Em vez de trabalhar as causas, tomo um remédio para curar os tais sintomas. Quero rapidamente estar livre deles e viver com a enfermidade velada. O nome da doença é ‘automatismo’. Já foi dito, “ignorância é felicidade”. Em um belo dia serei inadvertidamente surpreendida com más notícias; na minha santa estupidez, interpretarei o fato como um acidente sem precedentes que jamais demonstrou presságio. Provavelmente uma enfermidade qualquer que declaradamente me tirará a vida que eu desisti a cada momento, quando me neguei viver plenamente. Ainda há forças em mim para lutar pela realização do sonho de morrer de velhice. Mas, em contrapartida, embora eu diga que quero a verdade sempre, eu mesma a mascaro. Durante a auto-sabotagem vale tudo, de tarja preta a homeopatia. E, depois de pouco convencimento, falo com confiança que as mentiras que contei para mim conotam realidade. Até mesmo posso prová-las com teorias!

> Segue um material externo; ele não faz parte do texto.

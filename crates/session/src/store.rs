//! Seams to the external account store.
//!
//! The backend is an opaque collaborator: record CRUD, a credential
//! endpoint, privileged impersonation primitives and an append-only audit
//! table. Everything here is a trait so the engine can be exercised against
//! an in-memory double (see `advisorly-infra`).

use async_trait::async_trait;
use chrono::{DateTime, Utc};
use serde::{Deserialize, Serialize};
use thiserror::Error;
use uuid::Uuid;

use advisorly_auth::{AuditEntry, AuditFilter, NewAuditEntry};
use advisorly_core::{FirmId, UserId};

use crate::session::Session;

/// Why a session ended. Persisted for the next screen to read and clear.
#[derive(Debug, Copy, Clone, PartialEq, Eq, Serialize, Deserialize)]
#[serde(rename_all = "snake_case")]
pub enum SignOutReason {
    Manual,
    Expired,
    Error,
}

impl SignOutReason {
    pub fn as_str(&self) -> &'static str {
        match self {
            SignOutReason::Manual => "manual",
            SignOutReason::Expired => "expired",
            SignOutReason::Error => "error",
        }
    }
}

impl core::fmt::Display for SignOutReason {
    fn fmt(&self, f: &mut core::fmt::Formatter<'_>) -> core::fmt::Result {
        f.write_str(self.as_str())
    }
}

/// Account store failure.
#[derive(Debug, Error, Clone, PartialEq, Eq)]
pub enum StoreError {
    /// The store understood the request and refused it.
    #[error("account store rejected the request: {0}")]
    Rejected(String),

    /// The store could not be reached or answered garbage.
    #[error("account store transport failed: {0}")]
    Transport(String),

    /// The refresh credential is invalid or expired.
    #[error("invalid refresh credential")]
    InvalidRefreshCredential,
}

/// Direct-transport failure (REST fallback path).
#[derive(Debug, Error, Clone, PartialEq, Eq)]
pub enum TransportError {
    #[error("request failed: {0}")]
    Request(String),

    #[error("unexpected status {0}")]
    Status(u16),

    #[error("malformed response body: {0}")]
    Body(String),
}

/// Privileged impersonation overlay record.
#[derive(Debug, Clone, PartialEq, Serialize, Deserialize)]
pub struct ImpersonationRecord {
    pub id: Uuid,
    pub impersonator: UserId,
    pub impersonator_email: String,
    pub target: UserId,
    pub target_email: String,
    pub target_firm: Option<FirmId>,
    pub reason: Option<String>,
    pub started_at: DateTime<Utc>,
    pub ended_at: Option<DateTime<Utc>>,
    pub is_active: bool,
}

/// The hosted backend, reduced to the operations this engine needs.
#[async_trait]
pub trait AccountStore: Send + Sync + 'static {
    /// Current persisted session, if any.
    async fn get_session(&self) -> Result<Option<Session>, StoreError>;

    /// Exchange the refresh credential for a new session.
    ///
    /// `Ok(None)` means the store answered but produced no new session;
    /// callers treat it the same as an invalid credential.
    async fn refresh_session(&self) -> Result<Option<Session>, StoreError>;

    /// Invalidate the session server-side.
    async fn sign_out(&self) -> Result<(), StoreError>;

    /// Generic record fetch (primary profile path).
    async fn get_record(&self, table: &str, id: &str)
    -> Result<Option<serde_json::Value>, StoreError>;

    async fn start_impersonation(
        &self,
        target: UserId,
        reason: Option<String>,
    ) -> Result<ImpersonationRecord, StoreError>;

    async fn end_impersonation(&self) -> Result<bool, StoreError>;

    async fn active_impersonation(&self) -> Result<Option<ImpersonationRecord>, StoreError>;

    async fn insert_audit(&self, entry: NewAuditEntry) -> Result<(), StoreError>;

    async fn query_audit(&self, filter: AuditFilter) -> Result<Vec<AuditEntry>, StoreError>;
}

/// Lower-level REST record fetch, authenticated with a session bearer token.
///
/// This is the profile loader's fallback when the primary path times out or
/// errors.
#[async_trait]
pub trait DirectTransport: Send + Sync + 'static {
    async fn get_record(
        &self,
        table: &str,
        id: &str,
        bearer: &str,
    ) -> Result<Option<serde_json::Value>, TransportError>;
}

/// Ephemeral client-side storage for the sign-out reason.
pub trait ReasonSink: Send + Sync + 'static {
    fn persist(&self, reason: SignOutReason);

    /// Read and clear, for the next screen.
    fn take(&self) -> Option<SignOutReason>;
}
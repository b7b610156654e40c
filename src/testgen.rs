//! Assembles canonical instruction streams for tests.
//!
//! This is the "unit-test generator" collaborator: it only emits program
//! images via [`crate::instruction::encode_three`] and
//! [`crate::instruction::encode_load_immediate`], never decodes anything —
//! keeping it a pure producer the interpreter itself never calls.

use crate::instruction::{encode_load_immediate, encode_three, Opcode, RegisterId, Word};

/// A program image under construction, one instruction word at a time.
#[derive(Debug, Default, Clone)]
pub struct ProgramBuilder {
    words: Vec<Word>,
}

impl ProgramBuilder {
    /// An empty program image.
    pub fn new() -> Self {
        Self::default()
    }

    /// Append a three-register instruction.
    pub fn three(mut self, op: Opcode, a: RegisterId, b: RegisterId, c: RegisterId) -> Self {
        self.words.push(encode_three(op, a, b, c));
        self
    }

    /// Append a `LoadImmediate` instruction.
    pub fn load_immediate(mut self, a: RegisterId, value: Word) -> Self {
        self.words.push(encode_load_immediate(a, value));
        self
    }

    /// Append `Halt`.
    pub fn halt(self) -> Self {
        self.three(Opcode::Halt, 0, 0, 0)
    }

    /// Consume the builder, returning the assembled word stream (this is
    /// what becomes the initial contents of segment 0).
    pub fn build(self) -> Vec<Word> {
        self.words
    }

    /// Assemble the program as a big-endian byte image, the format
    /// [`crate::loader::load_bytes`] expects.
    pub fn build_bytes(self) -> Vec<u8> {
        self.words.iter().flat_map(|w| w.to_be_bytes()).collect()
    }
}
//! Error types produced by the loader, codec and interpreter.

use std::io;
use thiserror::Error;

use crate::memory::SegmentId;

/// Top-level error returned by the crate's public entry points.
///
/// Mirrors the three places a run can fail: reading the program image,
/// decoding a fetched word, and executing an instruction.
#[derive(Debug, Error)]
pub enum UmError {
    /// The program image could not be read.
    #[error("failed to load program image: {0}")]
    Loader(#[from] LoaderError),
    /// A fetched word did not decode into a valid instruction.
    #[error("invalid instruction: {0}")]
    Decode(#[from] DecodeError),
    /// Execution hit a condition the machine cannot recover from.
    #[error("program error: {0}")]
    Program(#[from] ProgramError),
    /// The host's stdin/stdout could not service an `Input`/`Output` opcode.
    #[error("I/O error: {0}")]
    Io(#[from] io::Error),
}

/// Failures while reading a program image from disk.
#[derive(Debug, Error)]
pub enum LoaderError {
    /// The file could not be opened or read.
    #[error("cannot read program file: {0}")]
    Io(#[from] io::Error),
    /// The file size was not a multiple of the word size.
    #[error("program file size {size} is not a multiple of {word_size}")]
    MisalignedSize {
        /// Size of the file in bytes.
        size: u64,
        /// Expected word size in bytes (always 4).
        word_size: u64,
    },
}

/// A fetched word whose top nibble names no instruction.
#[derive(Debug, Error, Clone, Copy, PartialEq, Eq)]
#[error("opcode {0:#x} is not a valid instruction")]
pub struct DecodeError(pub u8);

/// Conditions that halt execution with a nonzero exit status.
#[derive(Debug, Error)]
pub enum ProgramError {
    /// `Divide` was executed with a zero divisor.
    #[error("division by zero")]
    DivideByZero,
    /// `Output` was asked to emit a value outside a byte's range.
    #[error("output value {0} does not fit in a byte")]
    OutputOverflow(u32),
    /// A segment operation touched memory it should not have.
    #[error(transparent)]
    Memory(#[from] MemoryError),
    /// The program counter ran past the end of segment 0.
    #[error("program counter {pc} is out of range (segment 0 has length {len})")]
    ProgramCounterOutOfRange {
        /// The out-of-range program counter.
        pc: u32,
        /// Length of segment 0 at the time of the fetch.
        len: usize,
    },
}

/// Failures reported by the segmented memory model.
#[derive(Debug, Error, Clone, Copy, PartialEq, Eq)]
pub enum MemoryError {
    /// An operation referenced a segment identifier that is not currently mapped.
    #[error("segment {0} is not mapped")]
    UnmappedSegment(SegmentId),
    /// A load or store referenced an offset beyond the segment's length.
    #[error("offset {offset} is out of bounds for segment {id} (length {len})")]
    OutOfBounds {
        /// The segment that was accessed.
        id: SegmentId,
        /// The offset that was requested.
        offset: u32,
        /// The segment's length.
        len: usize,
    },
    /// Segment 0 can never be unmapped.
    #[error("segment 0 cannot be unmapped")]
    UnmapZero,
    /// The identifier named by an `Unmap Segment` instruction is already free.
    #[error("segment {0} is already unmapped")]
    AlreadyUnmapped(SegmentId),
}
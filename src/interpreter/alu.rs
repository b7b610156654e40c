//! Arithmetic, bitwise, and conditional-move handlers.

use std::io::{Read, Write};

use crate::error::{ProgramError, UmError};
use crate::instruction::{RegisterId, Word};
use crate::interpreter::Interpreter;

impl<R, W> Interpreter<R, W>
where
    R: Read,
    W: Write,
{
    /// `if rC != 0 then rA <- rB`
    pub(super) fn conditional_move(&mut self, a: RegisterId, b: RegisterId, c: RegisterId) {
        if self.registers.get(c) != 0 {
            self.registers.set(a, self.registers.get(b));
        }
    }

    /// `rA <- (rB + rC) mod 2^32`
    pub(super) fn add(&mut self, a: RegisterId, b: RegisterId, c: RegisterId) {
        let result = self.registers.get(b).wrapping_add(self.registers.get(c));
        self.registers.set(a, result);
    }

    /// `rA <- (rB * rC) mod 2^32`
    pub(super) fn multiply(&mut self, a: RegisterId, b: RegisterId, c: RegisterId) {
        let result = self.registers.get(b).wrapping_mul(self.registers.get(c));
        self.registers.set(a, result);
    }

    /// `rA <- rB / rC` (unsigned). A zero divisor is a program error.
    pub(super) fn divide(&mut self, a: RegisterId, b: RegisterId, c: RegisterId) -> Result<(), UmError> {
        let divisor = self.registers.get(c);
        if divisor == 0 {
            return Err(UmError::Program(ProgramError::DivideByZero));
        }

        self.registers.set(a, self.registers.get(b) / divisor);
        Ok(())
    }

    /// `rA <- ~(rB & rC)`
    pub(super) fn nand(&mut self, a: RegisterId, b: RegisterId, c: RegisterId) {
        let result = !(self.registers.get(b) & self.registers.get(c));
        self.registers.set(a, result);
    }

    /// `rA <- value` (the 25-bit immediate carried by the instruction).
    pub(super) fn load_immediate(&mut self, a: RegisterId, value: Word) {
        self.registers.set(a, value);
    }
}
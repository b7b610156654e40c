//! `Load Program`: the self-modifying control-transfer instruction.

use std::io::{Read, Write};

use crate::error::UmError;
use crate::instruction::RegisterId;
use crate::interpreter::Interpreter;

impl<R, W> Interpreter<R, W>
where
    R: Read,
    W: Write,
{
    /// If `rB != 0`, deep-copies segment `rB` and installs it at segment 0,
    /// releasing the previous segment 0. In all cases sets `pc <- rC`.
    ///
    /// `rB == 0` is the hot path — a branch within the currently running
    /// program — and must not touch the duplication path at all.
    pub(super) fn load_program(&mut self, b: RegisterId, c: RegisterId) -> Result<(), UmError> {
        let source = self.registers.get(b);

        if source != 0 {
            let duplicate = self.memory.duplicate(source).map_err(crate::error::ProgramError::from)?;
            self.memory.replace_zero(duplicate);
        }

        self.pc = self.registers.get(c);
        Ok(())
    }
}
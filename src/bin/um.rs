//! `um`: load a program image and run it to completion on the process's
//! real stdin/stdout.

use std::io;
use std::path::PathBuf;
use std::process::ExitCode;

use clap::Parser;
use tracing_subscriber::EnvFilter;

use um::prelude::*;

#[derive(Debug, Parser)]
#[clap(name = "um", about = "An emulator for the Universal Machine register architecture.")]
struct Cli {
    /// Path to a big-endian 32-bit word program image.
    program: PathBuf,

    /// Raise the tracing filter level. Repeatable: -v for info, -vv for
    /// debug, -vvv for trace.
    #[clap(short, long, action = clap::ArgAction::Count)]
    verbose: u8,
}

fn main() -> ExitCode {
    let cli = Cli::parse();
    init_tracing(cli.verbose);

    match run(&cli.program) {
        Ok(()) => ExitCode::SUCCESS,
        Err(err) => {
            eprintln!("um: {err}");
            ExitCode::FAILURE
        }
    }
}

fn run(program: &PathBuf) -> Result<(), UmError> {
    let words = load_file(program)?;
    let mut vm = Interpreter::new(words, io::stdin(), io::stdout());

    match vm.run()? {
        ProgramState::Halted => Ok(()),
    }
}

fn init_tracing(verbose: u8) {
    let default_level = match verbose {
        0 => "warn",
        1 => "info",
        2 => "debug",
        _ => "trace",
    };

    tracing_subscriber::fmt()
        .with_env_filter(EnvFilter::try_from_default_env().unwrap_or_else(|_| EnvFilter::new(default_level)))
        .with_writer(io::stderr)
        .init();
}
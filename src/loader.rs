//! Reads a program image from disk into the initial contents of segment 0.

use std::fs;
use std::path::Path;

use crate::error::LoaderError;
use crate::instruction::Word;

const WORD_SIZE: u64 = 4;

/// Read `path` as a sequence of big-endian 32-bit words.
///
/// The file's byte length becomes the word count of the returned segment;
/// there is no header or padding. Fails if the file cannot be read or its
/// size is not a multiple of 4 bytes.
pub fn load_file(path: impl AsRef<Path>) -> Result<Vec<Word>, LoaderError> {
    let bytes = fs::read(path)?;
    load_bytes(&bytes)
}

/// Decode an in-memory byte buffer the same way [`load_file`] would.
pub fn load_bytes(bytes: &[u8]) -> Result<Vec<Word>, LoaderError> {
    let size = bytes.len() as u64;
    if size % WORD_SIZE != 0 {
        return Err(LoaderError::MisalignedSize {
            size,
            word_size: WORD_SIZE,
        });
    }

    Ok(bytes
        .chunks_exact(WORD_SIZE as usize)
        .map(|chunk| Word::from_be_bytes([chunk[0], chunk[1], chunk[2], chunk[3]]))
        .collect())
}
//! User roles.
//!
//! Stored as text in `users.role`. The `chk_users_role` constraint in
//! `20260301000001_create_users.sql` accepts exactly these values.

use std::fmt;
use std::str::FromStr;

use serde::{Deserialize, Serialize};

use crate::error::CoreError;

pub const ROLE_ADMIN: &str = "admin";
pub const ROLE_MEMBER: &str = "member";

/// Role of a registered user.
#[derive(Debug, Clone, Copy, PartialEq, Eq, Hash, Serialize, Deserialize)]
#[serde(rename_all = "lowercase")]
pub enum Role {
    /// Full mutation rights over all chores and users.
    Admin,
    Member,
}

impl Role {
    pub fn as_str(self) -> &'static str {
        match self {
            Role::Admin => ROLE_ADMIN,
            Role::Member => ROLE_MEMBER,
        }
    }

    pub fn is_admin(self) -> bool {
        self == Role::Admin
    }
}

impl fmt::Display for Role {
    fn fmt(&self, f: &mut fmt::Formatter<'_>) -> fmt::Result {
        f.write_str(self.as_str())
    }
}

impl FromStr for Role {
    type Err = CoreError;

    fn from_str(s: &str) -> Result<Self, Self::Err> {
        match s {
            ROLE_ADMIN => Ok(Role::Admin),
            ROLE_MEMBER => Ok(Role::Member),
            other => Err(CoreError::Validation(format!(
                "Invalid role '{other}'. Must be one of: {ROLE_ADMIN}, {ROLE_MEMBER}"
            ))),
        }
    }
}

Como Galileu disse à Igreja ao ser condenado à prisão com a ordem imperativa de que nenhum trabalho seu fosse publicado, “nada muda os fatos”. A Terra na ocasião continuou girando em torno do Sol, mesmo com a manipulada bíblia dizendo que o planeta não se mexe. Séculos depois, a própria Igreja reconheceu o engano e permitiu a publicação da mente do gênio. Hoje conhecemos a sinceridade do trabalho de quem Einstein nomeou o pai da ciência. A Igreja é a manifestação do que foi concebido pelos homens. E, se a história de atrocidades do mundo reflete a crueldade do universo particular, então nem mesmo minha tão ativa mente consegue argumento para que meu compromisso comigo seja menos que sincero e evite situações externas que demonstram enrustidamente meu interior. Eu co-crio desgraça quando não tomo partido do dharma, do bem. As cortinas já não podem se fechar. Da platéia vejo que sou eu que crio o script sempre que o diretor me favorece com esse papel. Eu desejo honrá-lo escrevendo minha biografia com acontecimentos menos enganados sobre o que declaro sobre meus propósitos. As cortinas seguem abertas. Com o novo enredo que conscientizo por meio do ser sincero, o show deve continuar.